//! OTLP JSON encoding of finished spans.
//!
//! Each exported batch becomes one self-contained `resourceSpans` document,
//! so every line of the trace file can be fed to an OTLP/JSON consumer on
//! its own.

use std::time::{SystemTime, UNIX_EPOCH};

use opentelemetry::trace::{Event, Link, SpanId, SpanKind, Status};
use opentelemetry::{KeyValue, Value};
use opentelemetry_sdk::export::trace::SpanData;
use opentelemetry_sdk::resource::Resource;
use serde_json::{json, Value as JsonValue};

/// Instrumentation scope name written into every batch.
pub const SCOPE_NAME: &str = "bookscout";

/// Encodes a batch as one OTLP JSON document.
pub fn format_batch(resource: &Resource, batch: &[SpanData]) -> JsonValue {
    let resource_attrs: Vec<JsonValue> = resource
        .iter()
        .map(|(key, value)| attribute(key.as_str(), value))
        .collect();

    json!({
        "resourceSpans": [{
            "resource": { "attributes": resource_attrs },
            "scopeSpans": [{
                "scope": { "name": SCOPE_NAME },
                "spans": batch.iter().map(format_span).collect::<Vec<_>>(),
            }],
        }],
    })
}

fn format_span(span: &SpanData) -> JsonValue {
    let parent_span_id = if span.parent_span_id == SpanId::INVALID {
        String::new()
    } else {
        format!("{:016x}", span.parent_span_id)
    };
    let (status_code, status_message) = status(&span.status);

    json!({
        "traceId": format!("{:032x}", span.span_context.trace_id()),
        "spanId": format!("{:016x}", span.span_context.span_id()),
        "parentSpanId": parent_span_id,
        "name": span.name,
        "kind": kind(&span.span_kind),
        "startTimeUnixNano": unix_nanos(span.start_time),
        "endTimeUnixNano": unix_nanos(span.end_time),
        "attributes": attributes(&span.attributes),
        "events": span.events.iter().map(event).collect::<Vec<_>>(),
        "links": span.links.iter().map(link).collect::<Vec<_>>(),
        "status": { "code": status_code, "message": status_message },
    })
}

/// OTLP encodes 64-bit nanosecond timestamps as decimal strings.
fn unix_nanos(time: SystemTime) -> String {
    time.duration_since(UNIX_EPOCH)
        .map(|d| d.as_nanos())
        .unwrap_or(0)
        .to_string()
}

const fn kind(kind: &SpanKind) -> u8 {
    match kind {
        SpanKind::Internal => 1,
        SpanKind::Server => 2,
        SpanKind::Client => 3,
        SpanKind::Producer => 4,
        SpanKind::Consumer => 5,
    }
}

fn status(status: &Status) -> (u8, String) {
    match status {
        Status::Unset => (0, String::new()),
        Status::Ok => (1, String::new()),
        Status::Error { description } => (2, description.to_string()),
    }
}

fn attributes(attrs: &[KeyValue]) -> Vec<JsonValue> {
    attrs.iter().map(|kv| attribute(kv.key.as_str(), &kv.value)).collect()
}

fn attribute(key: &str, value: &Value) -> JsonValue {
    json!({ "key": key, "value": any_value(value) })
}

/// Arrays are flattened to their debug rendering.
fn any_value(value: &Value) -> JsonValue {
    match value {
        Value::Bool(b) => json!({ "boolValue": b }),
        Value::I64(i) => json!({ "intValue": i.to_string() }),
        Value::F64(f) => json!({ "doubleValue": f }),
        Value::String(s) => json!({ "stringValue": s.to_string() }),
        Value::Array(_) => json!({ "stringValue": format!("{value:?}") }),
    }
}

fn event(event: &Event) -> JsonValue {
    json!({
        "timeUnixNano": unix_nanos(event.timestamp),
        "name": event.name,
        "attributes": attributes(&event.attributes),
    })
}

fn link(link: &Link) -> JsonValue {
    json!({
        "traceId": format!("{:032x}", link.span_context.trace_id()),
        "spanId": format!("{:016x}", link.span_context.span_id()),
        "attributes": attributes(&link.attributes),
    })
}

#[cfg(test)]
mod tests {
    use super::*;

    #[test]
    fn attribute_values_use_otlp_encoding() {
        assert_eq!(any_value(&Value::I64(42)), json!({ "intValue": "42" }));
        assert_eq!(any_value(&Value::Bool(true)), json!({ "boolValue": true }));
        assert_eq!(
            any_value(&Value::String("Dune".into())),
            json!({ "stringValue": "Dune" })
        );
    }

    #[test]
    fn empty_batch_keeps_document_shape() {
        let resource = Resource::new(vec![KeyValue::new("service.name", "bookscout")]);
        let doc = format_batch(&resource, &[]);

        let scope = &doc["resourceSpans"][0]["scopeSpans"][0];
        assert_eq!(scope["scope"]["name"], SCOPE_NAME);
        assert_eq!(scope["spans"], json!([]));

        let attrs = doc["resourceSpans"][0]["resource"]["attributes"].as_array().unwrap();
        assert!(attrs.iter().any(|a| a["key"] == "service.name"
            && a["value"]["stringValue"] == "bookscout"));
    }

    #[test]
    fn timestamps_before_epoch_clamp_to_zero() {
        assert_eq!(unix_nanos(UNIX_EPOCH), "0");
    }
}
//! User interface rendering layer with component-based architecture.
//!
//! Turns view models into ANSI-styled output through small components, with
//! theme support and fuzzy match highlighting.
//!
//! # Modules
//!
//! - [`viewmodel`]: View model types representing renderable UI state
//! - [`renderer`]: Top-level rendering coordinator
//! - [`components`]: Composable UI component renderers
//! - [`helpers`]: Shared rendering utilities (highlighting, padding)
//! - [`theme`]: Color scheme definitions and ANSI escape sequence generation

pub mod viewmodel;
pub mod renderer;
pub mod components;
pub mod helpers;
pub mod theme;

pub use viewmodel::{
    DetailLine, DetailView, DisplayItem, EmptyState, FooterInfo, HeaderInfo, SearchBarInfo,
    UIViewModel, ViewBody, NO_BOOKS_MESSAGE,
};
pub use renderer::render;
pub use theme::Theme;
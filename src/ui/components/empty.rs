//! Empty state component renderer.

use crate::ui::helpers::{center_padding, char_len, position_cursor};
use crate::ui::theme::Theme;
use crate::ui::viewmodel::EmptyState;

/// Renders the centered placeholder message and hint, one blank row below
/// `row`.
pub fn render_empty_state(row: usize, empty: &EmptyState, theme: &Theme, cols: usize) {
    let msg_len = char_len(&empty.message);
    let msg_padding = center_padding(msg_len, cols);

    position_cursor(row + 1, 1);
    print!("{}", Theme::fg(&theme.colors.empty_state_fg));
    print!("{}", " ".repeat(msg_padding));
    print!("{}", empty.message);
    print!("{}", " ".repeat(cols.saturating_sub(msg_padding + msg_len)));
    print!("{}", Theme::reset());

    let sub_len = char_len(&empty.subtitle);
    let sub_padding = center_padding(sub_len, cols);

    position_cursor(row + 2, 1);
    print!("{}", Theme::dim());
    print!("{}", Theme::fg(&theme.colors.text_dim));
    print!("{}", " ".repeat(sub_padding));
    print!("{}", empty.subtitle);
    print!("{}", " ".repeat(cols.saturating_sub(sub_padding + sub_len)));
    print!("{}", Theme::reset());
}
—————
An exact repeat of all the records is required.

◆ EXPECTED ANSWER
//! OTLP JSON encoding of finished spans.
//!
//! Each exported batch becomes one self-contained `resourceSpans` document,
//! so every line of the trace file can be fed to an OTLP/JSON consumer on
//! its own.

use std::time::{SystemTime, UNIX_EPOCH};

use opentelemetry::trace::{Event, Link, SpanId, SpanKind, Status};
use opentelemetry::{KeyValue, Value};
use opentelemetry_sdk::export::trace::SpanData;
use opentelemetry_sdk::resource::Resource;
use serde_json::{json, Value as JsonValue};

/// Instrumentation scope name written into every batch.
pub const SCOPE_NAME: &str = "bookscout";

/// Encodes a batch as one OTLP JSON document.
pub fn format_batch(resource: &Resource, batch: &[SpanData]) -> JsonValue {
    let resource_attrs: Vec<JsonValue> = resource
        .iter()
        .map(|(key, value)| attribute(key.as_str(), value))
        .collect();

    json!({
        "resourceSpans": [{
            "resource": { "attributes": resource_attrs },
            "scopeSpans": [{
                "scope": { "name": SCOPE_NAME },
                "spans": batch.iter().map(format_span).collect::<Vec<_>>(),
            }],
        }],
    })
}

fn format_span(span: &SpanData) -> JsonValue {
    let parent_span_id = if span.parent_span_id == SpanId::INVALID {
        String::new()
    } else {
        format!("{:016x}", span.parent_span_id)
    };
    let (status_code, status_message) = status(&span.status);

    json!({
        "traceId": format!("{:032x}", span.span_context.trace_id()),
        "spanId": format!("{:016x}", span.span_context.span_id()),
        "parentSpanId": parent_span_id,
        "name": span.name,
        "kind": kind(&span.span_kind),
        "startTimeUnixNano": unix_nanos(span.start_time),
        "endTimeUnixNano": unix_nanos(span.end_time),
        "attributes": attributes(&span.attributes),
        "events": span.events.iter().map(event).collect::<Vec<_>>(),
        "links": span.links.iter().map(link).collect::<Vec<_>>(),
        "status": { "code": status_code, "message": status_message },
    })
}

/// OTLP encodes 64-bit nanosecond timestamps as decimal strings.
fn unix_nanos(time: SystemTime) -> String {
    time.duration_since(UNIX_EPOCH)
        .map(|d| d.as_nanos())
        .unwrap_or(0)
        .to_string()
}

const fn kind(kind: &SpanKind) -> u8 {
    match kind {
        SpanKind::Internal => 1,
        SpanKind::Server => 2,
        SpanKind::Client => 3,
        SpanKind::Producer => 4,
        SpanKind::Consumer => 5,
    }
}

fn status(status: &Status) -> (u8, String) {
    match status {
        Status::Unset => (0, String::new()),
        Status::Ok => (1, String::new()),
        Status::Error { description } => (2, description.to_string()),
    }
}

fn attributes(attrs: &[KeyValue]) -> Vec<JsonValue> {
    attrs.iter().map(|kv| attribute(kv.key.as_str(), &kv.value)).collect()
}

fn attribute(key: &str, value: &Value) -> JsonValue {
    json!({ "key": key, "value": any_value(value) })
}

/// Arrays are flattened to their debug rendering.
fn any_value(value: &Value) -> JsonValue {
    match value {
        Value::Bool(b) => json!({ "boolValue": b }),
        Value::I64(i) => json!({ "intValue": i.to_string() }),
        Value::F64(f) => json!({ "doubleValue": f }),
        Value::String(s) => json!({ "stringValue": s.to_string() }),
        Value::Array(_) => json!({ "stringValue": format!("{value:?}") }),
    }
}

fn event(event: &Event) -> JsonValue {
    json!({
        "timeUnixNano": unix_nanos(event.timestamp),
        "name": event.name,
        "attributes": attributes(&event.attributes),
    })
}

fn link(link: &Link) -> JsonValue {
    json!({
        "traceId": format!("{:032x}", link.span_context.trace_id()),
        "spanId": format!("{:016x}", link.span_context.span_id()),
        "attributes": attributes(&link.attributes),
    })
}

#[cfg(test)]
mod tests {
    use super::*;

    #[test]
    fn attribute_values_use_otlp_encoding() {
        assert_eq!(any_value(&Value::I64(42)), json!({ "intValue": "42" }));
        assert_eq!(any_value(&Value::Bool(true)), json!({ "boolValue": true }));
        assert_eq!(
            any_value(&Value::String("Dune".into())),
            json!({ "stringValue": "Dune" })
        );
    }

    #[test]
    fn empty_batch_keeps_document_shape() {
        let resource = Resource::new(vec![KeyValue::new("service.name", "bookscout")]);
        let doc = format_batch(&resource, &[]);

        let scope = &doc["resourceSpans"][0]["scopeSpans"][0];
        assert_eq!(scope["scope"]["name"], SCOPE_NAME);
        assert_eq!(scope["spans"], json!([]));

        let attrs = doc["resourceSpans"][0]["resource"]["attributes"].as_array().unwrap();
        assert!(attrs.iter().any(|a| a["key"] == "service.name"
            && a["value"]["stringValue"] == "bookscout"));
    }

    #[test]
    fn timestamps_before_epoch_clamp_to_zero() {
        assert_eq!(unix_nanos(UNIX_EPOCH), "0");
    }
}
//! User interface rendering layer with component-based architecture.
//!
//! Turns view models into ANSI-styled output through small components, with
//! theme support and fuzzy match highlighting.
//!
//! # Modules
//!
//! - [`viewmodel`]: View model types representing renderable UI state
//! - [`renderer`]: Top-level rendering coordinator
//! - [`components`]: Composable UI component renderers
//! - [`helpers`]: Shared rendering utilities (highlighting, padding)
//! - [`theme`]: Color scheme definitions and ANSI escape sequence generation

pub mod viewmodel;
pub mod renderer;
pub mod components;
pub mod helpers;
pub mod theme;

pub use viewmodel::{
    DetailLine, DetailView, DisplayItem, EmptyState, FooterInfo, HeaderInfo, SearchBarInfo,
    UIViewModel, ViewBody, NO_BOOKS_MESSAGE,
};
pub use renderer::render;
pub use theme::Theme;
filename src/ui/components/empty.rs
//! Empty state component renderer.

use crate::ui::helpers::{center_padding, char_len, position_cursor};
use crate::ui::theme::Theme;
use crate::ui::viewmodel::EmptyState;

/// Renders the centered placeholder message and hint, one blank row below
/// `row`.
pub fn render_empty_state(row: usize, empty: &EmptyState, theme: &Theme, cols: usize) {
    let msg_len = char_len(&empty.message);
    let msg_padding = center_padding(msg_len, cols);

    position_cursor(row + 1, 1);
    print!("{}", Theme::fg(&theme.colors.empty_state_fg));
    print!("{}", " ".repeat(msg_padding));
    print!("{}", empty.message);
    print!("{}", " ".repeat(cols.saturating_sub(msg_padding + msg_len)));
    print!("{}", Theme::reset());

    let sub_len = char_len(&empty.subtitle);
    let sub_padding = center_padding(sub_len, cols);

    position_cursor(row + 2, 1);
    print!("{}", Theme::dim());
    print!("{}", Theme::fg(&theme.colors.text_dim));
    print!("{}", " ".repeat(sub_padding));
    print!("{}", empty.subtitle);
    print!("{}", " ".repeat(cols.saturating_sub(sub_padding + sub_len)));
    print!("{}", Theme::reset());
}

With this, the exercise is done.